According to Cohen (1997), fertility will not reach or stay at exactly the replacement level needed due to increased poverty, increased inequialty both within and between countries, simultaneous declines in social security and pensions occur as life expectancy gets higher, and pro-natalist religions are increasing in numbers. Abrams (2011) also noted that fertility reduction is necessary, but not sufficient for economic growth, as it allows greater investment per capita in health and education, reduces birth rates, and increases economic development.

If morbidity doe not become compressed, potential problems with a steady increase in population growth may include a rise in Alzheimer prevalence (possibly tripling to 13.5 million of all U.S citizens over age 65 by 2050), unmanageable geriatrician-patient ratios (1 per 5000 people over age 65 in the U.S), higher healthcare costs especially for the elderly, and fewer working age individuals supporting the economy due to lowered fertility (Abrams, 2011). Thus, longer life expectancy with a larger fraction of retired or impaired citizens would force revisions in both the health care and retirement systems during the century, greater regulation of nursing home care will be demanded, younger people may be required to devote a regulated time for elderly care, and new pressures may become inevitable such as having higher birth rates to ensure there will be enough children to care for the extended old age of parents.

Hardin (1968) first introduced the term “The Tragedy of the Commons” (TOC) in relation to the dated arms race identifying security as being the ultimate human resource. Hardin argued that Jeremy Betham's desired “greatest good for the greatest number” is an impossibility. Wikipedia defines it as a dilemma arising from the situation in which multiple individuals, acting independently and rationally consulting their own self-interest, will ultimately deplete a shared limited resource even when it is clear that it is not in anyone's long-term interest for this to happen.
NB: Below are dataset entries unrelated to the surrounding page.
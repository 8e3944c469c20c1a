//! Referral relationships, rewards and tiers.
//!
//! A [`ReferralTracking`] row follows one (referrer, referred identity) pair
//! through `pending -> registered -> donated`. `expired` is terminal and
//! only reached through an explicit expiry sweep.

use std::fmt;
use std::str::FromStr;

use chrono::{DateTime, Utc};
use serde::{Deserialize, Serialize};
use uuid::Uuid;

use super::{Amount, ParseEnumError};

/// State of a referral relationship.
#[derive(Debug, Clone, Copy, PartialEq, Eq, Hash, Serialize, Deserialize)]
#[serde(rename_all = "snake_case")]
pub enum ReferralStatus {
    Pending,
    Registered,
    Donated,
    Expired,
}

impl ReferralStatus {
    pub fn as_str(&self) -> &'static str {
        match self {
            ReferralStatus::Pending => "pending",
            ReferralStatus::Registered => "registered",
            ReferralStatus::Donated => "donated",
            ReferralStatus::Expired => "expired",
        }
    }
}

impl fmt::Display for ReferralStatus {
    fn fmt(&self, f: &mut fmt::Formatter<'_>) -> fmt::Result {
        f.write_str(self.as_str())
    }
}

impl FromStr for ReferralStatus {
    type Err = ParseEnumError;

    fn from_str(s: &str) -> Result<Self, Self::Err> {
        match s {
            "pending" => Ok(ReferralStatus::Pending),
            "registered" => Ok(ReferralStatus::Registered),
            "donated" => Ok(ReferralStatus::Donated),
            "expired" => Ok(ReferralStatus::Expired),
            other => Err(ParseEnumError::new("referral status", other)),
        }
    }
}

/// Where a referral click came from (`email`, `social`, `direct`, ...).
pub type AttributionSource = String;

/// Rejected state transition on a tracking row.
#[derive(Debug, Clone, PartialEq, Eq, thiserror::Error)]
pub enum TransitionError {
    #[error("referral {0} has expired")]
    Expired(String),

    #[error("referral {tracking_id} is already claimed by {referred_id}")]
    AlreadyClaimed {
        tracking_id: String,
        referred_id: String,
    },

    #[error("referral {0} has already converted")]
    AlreadyConverted(String),
}

/// One referral relationship.
#[derive(Debug, Clone, PartialEq, Eq, Serialize, Deserialize)]
pub struct ReferralTracking {
    pub id: String,
    pub referrer_id: String,
    pub referred_id: Option<String>,
    pub referral_code: String,
    pub status: ReferralStatus,
    pub click_count: i64,
    pub first_clicked_at: Option<DateTime<Utc>>,
    pub registered_at: Option<DateTime<Utc>>,
    pub first_donation_at: Option<DateTime<Utc>>,
    pub total_donations: Amount,
    pub donation_count: i64,
    pub source: Option<AttributionSource>,
    pub created_at: DateTime<Utc>,
    pub updated_at: DateTime<Utc>,
    /// Optimistic concurrency token, bumped by every stored update.
    pub version: i64,
}

impl ReferralTracking {
    fn blank(referrer_id: &str, code: &str, now: DateTime<Utc>) -> Self {
        Self {
            id: Uuid::new_v4().to_string(),
            referrer_id: referrer_id.to_string(),
            referred_id: None,
            referral_code: code.to_string(),
            status: ReferralStatus::Pending,
            click_count: 0,
            first_clicked_at: None,
            registered_at: None,
            first_donation_at: None,
            total_donations: Amount::ZERO,
            donation_count: 0,
            source: None,
            created_at: now,
            updated_at: now,
            version: 0,
        }
    }

    /// A fresh pending row for an anonymous click.
    pub fn from_click(
        referrer_id: &str,
        code: &str,
        source: Option<&str>,
        now: DateTime<Utc>,
    ) -> Self {
        Self {
            click_count: 1,
            first_clicked_at: Some(now),
            source: source.map(str::to_string),
            ..Self::blank(referrer_id, code, now)
        }
    }

    /// A registered row for an identity that never clicked.
    pub fn from_registration(
        referrer_id: &str,
        code: &str,
        referred_id: &str,
        now: DateTime<Utc>,
    ) -> Self {
        Self {
            referred_id: Some(referred_id.to_string()),
            status: ReferralStatus::Registered,
            registered_at: Some(now),
            ..Self::blank(referrer_id, code, now)
        }
    }

    /// A donated row created directly by a donation carrying the code.
    pub fn from_donation(
        referrer_id: &str,
        code: &str,
        referred_id: Option<&str>,
        amount: Amount,
        now: DateTime<Utc>,
    ) -> Self {
        Self {
            referred_id: referred_id.map(str::to_string),
            status: ReferralStatus::Donated,
            first_donation_at: Some(now),
            total_donations: amount,
            donation_count: 1,
            ..Self::blank(referrer_id, code, now)
        }
    }

    pub fn is_expired(&self) -> bool {
        self.status == ReferralStatus::Expired
    }

    /// Another click on an existing pending row. Status is unchanged.
    pub fn record_click(&mut self, now: DateTime<Utc>) {
        self.click_count += 1;
        self.first_clicked_at.get_or_insert(now);
        self.updated_at = now;
    }

    /// Attach `referred_id` and move to `registered` unless already past it.
    pub fn register(
        &mut self,
        referred_id: &str,
        now: DateTime<Utc>,
    ) -> Result<(), TransitionError> {
        if self.is_expired() {
            return Err(TransitionError::Expired(self.id.clone()));
        }
        match &self.referred_id {
            Some(existing) if existing != referred_id => {
                return Err(TransitionError::AlreadyClaimed {
                    tracking_id: self.id.clone(),
                    referred_id: existing.clone(),
                });
            }
            Some(_) => {}
            None => self.referred_id = Some(referred_id.to_string()),
        }
        if self.status == ReferralStatus::Pending {
            self.status = ReferralStatus::Registered;
        }
        self.registered_at.get_or_insert(now);
        self.updated_at = now;
        Ok(())
    }

    /// Accumulate a donation. Returns true on the first transition into
    /// `donated`.
    pub fn record_donation(
        &mut self,
        amount: Amount,
        now: DateTime<Utc>,
    ) -> Result<bool, TransitionError> {
        if self.is_expired() {
            return Err(TransitionError::Expired(self.id.clone()));
        }
        self.total_donations = self.total_donations + amount;
        self.donation_count += 1;
        self.updated_at = now;

        let first = self.first_donation_at.is_none();
        if first {
            self.first_donation_at = Some(now);
            self.status = ReferralStatus::Donated;
        }
        Ok(first)
    }

    /// Terminal expiry of an unconverted relationship.
    pub fn expire(&mut self, now: DateTime<Utc>) -> Result<(), TransitionError> {
        match self.status {
            ReferralStatus::Expired => Err(TransitionError::Expired(self.id.clone())),
            ReferralStatus::Donated => Err(TransitionError::AlreadyConverted(self.id.clone())),
            ReferralStatus::Pending | ReferralStatus::Registered => {
                self.status = ReferralStatus::Expired;
                self.updated_at = now;
                Ok(())
            }
        }
    }
}

/// Kind of reward granted to a referrer.
#[derive(Debug, Clone, Copy, PartialEq, Eq, Hash, Serialize, Deserialize)]
#[serde(rename_all = "snake_case")]
pub enum RewardType {
    Points,
    Discount,
    Badge,
    Cash,
}

impl RewardType {
    pub fn as_str(&self) -> &'static str {
        match self {
            RewardType::Points => "points",
            RewardType::Discount => "discount",
            RewardType::Badge => "badge",
            RewardType::Cash => "cash",
        }
    }
}

impl FromStr for RewardType {
    type Err = ParseEnumError;

    fn from_str(s: &str) -> Result<Self, Self::Err> {
        match s {
            "points" => Ok(RewardType::Points),
            "discount" => Ok(RewardType::Discount),
            "badge" => Ok(RewardType::Badge),
            "cash" => Ok(RewardType::Cash),
            other => Err(ParseEnumError::new("reward type", other)),
        }
    }
}

#[derive(Debug, Clone, Copy, PartialEq, Eq, Hash, Serialize, Deserialize)]
#[serde(rename_all = "snake_case")]
pub enum RewardStatus {
    Pending,
    Awarded,
    Redeemed,
    Expired,
}

impl RewardStatus {
    pub fn as_str(&self) -> &'static str {
        match self {
            RewardStatus::Pending => "pending",
            RewardStatus::Awarded => "awarded",
            RewardStatus::Redeemed => "redeemed",
            RewardStatus::Expired => "expired",
        }
    }
}

impl FromStr for RewardStatus {
    type Err = ParseEnumError;

    fn from_str(s: &str) -> Result<Self, Self::Err> {
        match s {
            "pending" => Ok(RewardStatus::Pending),
            "awarded" => Ok(RewardStatus::Awarded),
            "redeemed" => Ok(RewardStatus::Redeemed),
            "expired" => Ok(RewardStatus::Expired),
            other => Err(ParseEnumError::new("reward status", other)),
        }
    }
}

/// One-shot reward triggers on a tracking row.
#[derive(Debug, Clone, Copy, PartialEq, Eq, Hash)]
pub enum RewardTrigger {
    Registration,
    FirstDonation,
}

impl RewardTrigger {
    pub fn reward_type(&self) -> RewardType {
        RewardType::Points
    }

    pub fn value(&self) -> Amount {
        match self {
            RewardTrigger::Registration => Amount::from_major_units(100),
            RewardTrigger::FirstDonation => Amount::from_major_units(500),
        }
    }

    /// Description stored on the reward row; part of its uniqueness key.
    pub fn description(&self) -> &'static str {
        match self {
            RewardTrigger::Registration => "Referral registration bonus",
            RewardTrigger::FirstDonation => "First donation from referral",
        }
    }
}

/// Append-only reward record.
#[derive(Debug, Clone, PartialEq, Eq, Serialize, Deserialize)]
pub struct ReferralReward {
    pub id: String,
    pub user_id: String,
    pub tracking_id: String,
    pub reward_type: RewardType,
    pub value: Amount,
    pub description: String,
    pub status: RewardStatus,
    pub awarded_at: Option<DateTime<Utc>>,
    pub redeemed_at: Option<DateTime<Utc>>,
    pub expires_at: Option<DateTime<Utc>>,
}

impl ReferralReward {
    /// An already-awarded reward for `tracking`'s referrer.
    pub fn awarded(
        tracking: &ReferralTracking,
        reward_type: RewardType,
        value: Amount,
        description: &str,
        now: DateTime<Utc>,
    ) -> Self {
        Self {
            id: Uuid::new_v4().to_string(),
            user_id: tracking.referrer_id.clone(),
            tracking_id: tracking.id.clone(),
            reward_type,
            value,
            description: description.to_string(),
            status: RewardStatus::Awarded,
            awarded_at: Some(now),
            redeemed_at: None,
            expires_at: None,
        }
    }
}

/// Per-referrer denormalized counters.
#[derive(Debug, Clone, Default, PartialEq, Eq, Serialize, Deserialize)]
pub struct ReferrerTotals {
    pub user_id: String,
    pub referral_count: i64,
    pub referral_donations_total: Amount,
}

/// Referrer recognition tier.
#[derive(Debug, Clone, Copy, PartialEq, Eq, Serialize)]
pub struct ReferralTier {
    pub key: &'static str,
    pub name: &'static str,
    pub min_amount: Amount,
    pub min_referrals: i64,
    pub badge_color: &'static str,
    pub perks: &'static [&'static str],
}

const TIERS: [ReferralTier; 5] = [
    ReferralTier {
        key: "bronze",
        name: "Bronze Advocate",
        min_amount: Amount::from_major_units(1_000),
        min_referrals: 1,
        badge_color: "#CD7F32",
        perks: &[
            "Monthly impact report",
            "Thank you badge on profile",
            "Name on supporter wall",
        ],
    },
    ReferralTier {
        key: "silver",
        name: "Silver Champion",
        min_amount: Amount::from_major_units(5_000),
        min_referrals: 3,
        badge_color: "#C0C0C0",
        perks: &[
            "Quarterly video updates from supported children",
            "Early access to impact stories",
            "Silver badge on leaderboard",
        ],
    },
    ReferralTier {
        key: "gold",
        name: "Gold Ambassador",
        min_amount: Amount::from_major_units(10_000),
        min_referrals: 5,
        badge_color: "#FFD700",
        perks: &[
            "Monthly video calls with program coordinators",
            "Behind-the-scenes content",
            "Invite to exclusive virtual events",
        ],
    },
    ReferralTier {
        key: "platinum",
        name: "Platinum Leader",
        min_amount: Amount::from_major_units(25_000),
        min_referrals: 10,
        badge_color: "#E5E4E2",
        perks: &[
            "1-on-1 virtual meet with beneficiary students",
            "Co-create impact initiatives",
            "Personal impact coordinator",
        ],
    },
    ReferralTier {
        key: "diamond",
        name: "Diamond Visionary",
        min_amount: Amount::from_major_units(50_000),
        min_referrals: 20,
        badge_color: "#B9F2FF",
        perks: &[
            "Annual appreciation ceremony invitation",
            "Naming opportunity for programs",
            "Legacy supporter status",
        ],
    },
];

impl ReferralTier {
    /// All tiers, lowest first.
    pub fn all() -> &'static [ReferralTier] {
        &TIERS
    }

    /// Highest tier whose amount and referral minima are both met.
    /// Everyone is at least bronze.
    pub fn for_totals(amount: Amount, referrals: i64) -> ReferralTier {
        TIERS
            .iter()
            .rev()
            .find(|tier| amount >= tier.min_amount && referrals >= tier.min_referrals)
            .copied()
            .unwrap_or(TIERS[0])
    }

    /// The tier after this one, if any.
    pub fn next(&self) -> Option<ReferralTier> {
        let idx = TIERS.iter().position(|tier| tier.key == self.key)?;
        TIERS.get(idx + 1).copied()
    }
}

/// Referrer-side view of a user's referral activity.
#[derive(Debug, Clone, PartialEq, Serialize)]
pub struct ReferrerStats {
    pub total_clicks: i64,
    pub registered_count: i64,
    pub donated_count: i64,
    pub total_referral_donations: Amount,
    pub recent_referrals: Vec<ReferralTracking>,
    pub tier: ReferralTier,
    /// Amount still needed for the next tier, `None` at the top tier.
    pub next_tier_amount_needed: Option<Amount>,
    pub next_tier_referrals_needed: Option<i64>,
}

#[derive(Debug, Clone, PartialEq, Serialize)]
pub struct RewardStats {
    pub total_value: Amount,
    pub pending_count: i64,
    pub rewards: Vec<ReferralReward>,
}

/// Everything `get_referral_stats` reports for one user.
#[derive(Debug, Clone, PartialEq, Serialize)]
pub struct ReferralStats {
    pub user_id: String,
    pub as_referrer: ReferrerStats,
    pub rewards: RewardStats,
    pub was_referred_by: Option<ReferralTracking>,
}

/// One row of the referral leaderboard.
#[derive(Debug, Clone, PartialEq, Serialize)]
pub struct ReferrerLeaderboardEntry {
    pub rank: i64,
    pub user_id: String,
    pub referral_count: i64,
    pub total_donations: Amount,
    pub donation_count: i64,
    pub tier: ReferralTier,
}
According to Abrams (2011), TOC can be avoided by cooperation, enforced and generally accepted rules, or conversion to private property; however a problem may be the second tragedy of the commons where new members of the population inherit the  right to exploit by previous regulations. Even with continual updating or direct taxes on births, the situation for an individual gets worse with more people, because higher population size means that the best policy will involve less profit per individual, although still, any new system would reflect the preferences of all people. Furthermore, Abrams (2011) stated that unregulated capitalism makes TOC inevitable, as producers who can reduce costs at the expense of damaging a public good (air, water, wilderness) and exploiters who overuse common resources are the ones being favored. TOC situations are more difficult to solve between nations; CO2 emissions reductions harms the nation that does the reduction, but benefits are spread globally, monitoring emissions of countries is very difficult, poorer countries give up more by agreeing to reductions, and the media promote tar sands, while ignoring global warming (Abrams, 2011).

Cohen (1997) noted that the cost to a single nation that drastically reduced fossil fuel use would be enormous due to an immediate higher cost of energy, loss of industry and wealth to countries which did not embark on large reductions, and countries which invest nothing in research would still benefit from new solar or wind technologies.

International agreements on limiting population size will be very difficult to achieve if they are needed. Many human environmental problems arise because individual and group interests differ or country and world interests differ. Higher population density makes the negative impacts of such situations larger (and they affect more people). Higher populations mean that previous group-optimal policies will need constant adjustment. Population regulation itself can be seen as a tragedy of the commons when individually desired family sizes conflict with socially desired total population size (Abrams, 2011).

Optimal size depends on many things—including the time period on which it persists.